Another alternative is shorewall, which claims to work on an OpenVZ contained installation, but it's not as easy as ufw is; and one might wonder if it's worth the pain to learn it, when one can learn iptables and do more with them. Debian also has some hosts.allow/hosts.deny rules, but you're better keep away from them, since only some software is built to work with them. And, no, by default Apache is not built to cope with those rules.
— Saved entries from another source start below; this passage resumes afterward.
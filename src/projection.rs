// src/projection.rs

use crate::error::PcaError;
use log::trace;
use ndarray::{Array1, Array2, ArrayBase, Data, Ix1};

fn check_sample_matches_basis<S>(x: &ArrayBase<S, Ix1>, u: &Array2<f64>) -> Result<(), PcaError>
where
    S: Data<Elem = f64>,
{
    if x.len() != u.nrows() {
        return Err(PcaError::ShapeMismatch(format!(
            "sample has {} features but the eigenbasis has {} rows",
            x.len(),
            u.nrows()
        )));
    }
    Ok(())
}

/// Coordinates of a centered sample in the eigenbasis: `Uᵀx`, one entry per column of `u`.
///
/// `x` may be an owned vector or a view such as `data.row(i)`.
///
/// # Errors
/// [`PcaError::ShapeMismatch`] if `x.len() != u.nrows()`.
pub fn project_coordinates<S>(
    x: &ArrayBase<S, Ix1>,
    u: &Array2<f64>,
) -> Result<Array1<f64>, PcaError>
where
    S: Data<Elem = f64>,
{
    check_sample_matches_basis(x, u)?;
    Ok(u.t().dot(x))
}

/// Projects a centered sample onto the span of the columns of `u` and maps it back into
/// feature space: `U(Uᵀx)`.
///
/// The result is a flat vector with the same length as `x`. Columns of `u` are assumed
/// orthonormal (as returned by [`crate::get_eig`]); no further normalization happens.
///
/// # Errors
/// [`PcaError::ShapeMismatch`] if `x.len() != u.nrows()`.
///
/// # Examples
///
/// ```
/// use ndarray::array;
/// use digit_pca::project_image;
///
/// let u = array![[1.0], [0.0], [0.0]];
/// let x = array![3.0, -4.0, 5.0];
/// assert_eq!(project_image(&x, &u).unwrap(), array![3.0, 0.0, 0.0]);
/// ```
pub fn project_image<S>(
    x: &ArrayBase<S, Ix1>,
    u: &Array2<f64>,
) -> Result<Array1<f64>, PcaError>
where
    S: Data<Elem = f64>,
{
    let coordinates = project_coordinates(x, u)?;
    trace!("Projected sample onto {} eigenvectors", coordinates.len());
    Ok(u.dot(&coordinates))
}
So here we are, alone in the firewall world, left with nothing but naked iptables to rely on. But if what we want to do is simple, our rule will be simple as well. But please ear this words of caution:

DON'T MESS WITH IPTABLES IF YOU DON'T HAVE A PYHSICAL/KVM ACCESS TO YOUR MACHINE

OR

YOU WILL BE KICKED OUT, WITH NO CHANCES TO GAIN BACK YOUR ACCESS!!!
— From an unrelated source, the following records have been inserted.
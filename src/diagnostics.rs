// src/diagnostics.rs

use crate::eigen::Eigenbasis;
use ndarray::{Array2, ArrayView1, ArrayView2, Axis};

/// Numeric health of one eigendecomposition, logged at debug level by [`crate::decompose`].
#[derive(Debug, Clone, Default)]
pub struct EigenDiagnostics {
    pub matrix_dims: (usize, usize),
    pub selected_components: usize,
    /// max |S - Sᵀ|
    pub symmetry_error: f64,
    /// ||I - UᵀU||_F, `None` for an empty selection.
    pub orthogonality_error: Option<f64>,
    /// ||SU - UΛ||_F / ||S||_F, `None` for an empty selection.
    pub eigen_residual_rel: Option<f64>,
    pub total_variance: f64,
    pub explained_variance: f64,
    pub eigenvalues_sample: Vec<f64>,
}

impl EigenDiagnostics {
    pub fn collect(s: &Array2<f64>, basis: &Eigenbasis) -> Self {
        let u = basis.eigenvectors().view();
        let lambda = basis.lambda();
        Self {
            matrix_dims: s.dim(),
            selected_components: basis.len(),
            symmetry_error: compute_symmetry_error(&s.view()),
            orthogonality_error: compute_orthogonality_error(&u),
            eigen_residual_rel: compute_eigen_residual(&s.view(), &lambda.view(), &u),
            total_variance: basis.total_variance(),
            explained_variance: basis.explained_variance_ratio().sum(),
            eigenvalues_sample: sample_eigenvalues(&basis.eigenvalues().view(), 5),
        }
    }
}

/// Frobenius norm.
pub fn compute_frob_norm(matrix: &ArrayView2<f64>) -> f64 {
    if matrix.is_empty() {
        return 0.0;
    }
    matrix.iter().map(|&x| x * x).sum::<f64>().sqrt()
}

/// Largest absolute difference between `s` and its transpose. Non-square input is infinitely
/// asymmetric.
pub fn compute_symmetry_error(s: &ArrayView2<f64>) -> f64 {
    if s.nrows() != s.ncols() {
        return f64::INFINITY;
    }
    s.iter()
        .zip(s.t().iter())
        .map(|(a, b)| (a - b).abs())
        .fold(0.0, f64::max)
}

/// ||I - UᵀU||_F.
pub fn compute_orthogonality_error(u: &ArrayView2<f64>) -> Option<f64> {
    if u.nrows() == 0 || u.ncols() == 0 {
        return None;
    }
    let utu = u.t().dot(u);
    let diff = Array2::<f64>::eye(utu.nrows()) - utu;
    Some(compute_frob_norm(&diff.view()))
}

/// Relative residual of the eigen equation, ||SU - UΛ||_F / ||S||_F.
pub fn compute_eigen_residual(
    s: &ArrayView2<f64>,
    lambda: &ArrayView2<f64>,
    u: &ArrayView2<f64>,
) -> Option<f64> {
    if u.ncols() == 0 {
        return None;
    }
    if s.ncols() != u.nrows() || u.ncols() != lambda.nrows() || lambda.nrows() != lambda.ncols() {
        return None;
    }
    let diff = s.dot(u) - u.dot(lambda);
    let norm_diff = compute_frob_norm(&diff.view());
    let norm_s = compute_frob_norm(s);
    if norm_s < 1e-12 {
        if norm_diff < 1e-12 {
            Some(0.0)
        } else {
            Some(f64::INFINITY)
        }
    } else {
        Some(norm_diff / norm_s)
    }
}

/// Largest |column sum| of `x`; zero for a column-centered matrix.
pub fn max_abs_column_sum(x: &ArrayView2<f64>) -> f64 {
    x.sum_axis(Axis(0))
        .iter()
        .map(|v| v.abs())
        .fold(0.0, f64::max)
}

/// Picks `count` values evenly spaced over `values`, always including the first and last.
pub fn sample_eigenvalues(values: &ArrayView1<f64>, count: usize) -> Vec<f64> {
    let len = values.len();
    if len == 0 || count == 0 {
        return Vec::new();
    }
    if count >= len {
        return values.to_vec();
    }
    if count == 1 {
        return vec![values[0]];
    }
    (0..count)
        .map(|i| {
            let idx = (i as f64 * (len - 1) as f64 / (count - 1) as f64).round() as usize;
            values[idx.min(len - 1)]
        })
        .collect()
}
Damn, that's true. You'll know it's true. Anyway, let's go on. These are my rules:

# reset
iptables -F
iptables -X
# default policy
iptables -P INPUT DROP
iptables -P FORWARD DROP
iptables -P OUTPUT ACCEPT
# openvz policy
iptables -A INPUT -i lo -j ACCEPT
iptables -A INPUT -m state --state RELATED,ESTABLISHED -j ACCEPT
# open ports
# ssh
iptables -A INPUT -p tcp --dport 22 -j ACCEPT
# smtp (incoming mail)
iptables -A INPUT -p tcp --dport 25 -j ACCEPT
# web
iptables -A INPUT -p tcp --dport 80 -j ACCEPT
# ssl
iptables -A INPUT -p tcp --dport 443 -j ACCEPT
# pop
iptables -A INPUT -p tcp --dport 110 -j ACCEPT
# imap
iptables -A INPUT -p tcp --dport 143 -j ACCEPT

Let's analyze them block by block.

# reset
iptables -F
iptables -X

This resets everything. Word of caution: this might be enough to kick you out from any ssh session.

# default policy
iptables -P INPUT DROP
iptables -P FORWARD DROP
iptables -P OUTPUT ACCEPT

This establish default rules (if no specific rule is given, this will suffice). In this case, no input is allowed, no forward is allowed, any output is allowed. Our linux box will act as a lamp with no switch: it will still emit signals, but it won't accept any input. You will be kicked out from any ssh session.

# openvz policy
iptables -A INPUT -i lo -j ACCEPT
iptables -A INPUT -m state --state RELATED,ESTABLISHED -j ACCEPT

Yet this is important for how OpenVZ works. You'll need to ensure that your machine is still able to communicate with its container. If you don't, no matter what the rules who follow say, nothing will get inside your virtual machine.

# open ports
# ssh
iptables -A INPUT -p tcp --dport 22 -j ACCEPT
# smtp (incoming mail)
iptables -A INPUT -p tcp --dport 25 -j ACCEPT
# web
iptables -A INPUT -p tcp --dport 80 -j ACCEPT
# ssl
iptables -A INPUT -p tcp --dport 443 -j ACCEPT
# pop
iptables -A INPUT -p tcp --dport 110 -j ACCEPT
# imap
iptables -A INPUT -p tcp --dport 143 -j ACCEPT

And last, but not least, open the port which will enable our users to put some request to our server, those are, in order: ssh (vital, you know...), smtp, http, ssl, pop3 and imap2. You'll might need different port if you use secured pop/imap. If your server does not act as a mail server, you won't need smtp, pop and imap as open ports. In some cases other port might need to be open, for services such as vnc (are you lazy and don't you like the shell?) (5800, 5900 tcp), dns (53 tcp&udp), ftp, (20, 21 tcp). Take a look here for more informations: http://en.wikipedia.org/wiki/List_of_TCP_and_UDP_port_numbers

When you're done, remember to save your rules, so that they will be brought back when you'll (have to) restart your machine. See here: http://wiki.debian.org/iptables

A last word is, if you add some rule, for example a DENY over an ACCEPT, it won't delete the old rule, unless you ask for it: use

iptables -R

instead.

iptables -R INPUT 5 -p tcp --dport 80 -j DROP
iptables -R INPUT 5 -p tcp --dport 80 -j ACCEPT

would turn the 5th rule into a WWW rule, and accept or deny it.

Use

iptables -L

to check.

That's all. Hope this helps you! Don't fear the beast, rule it!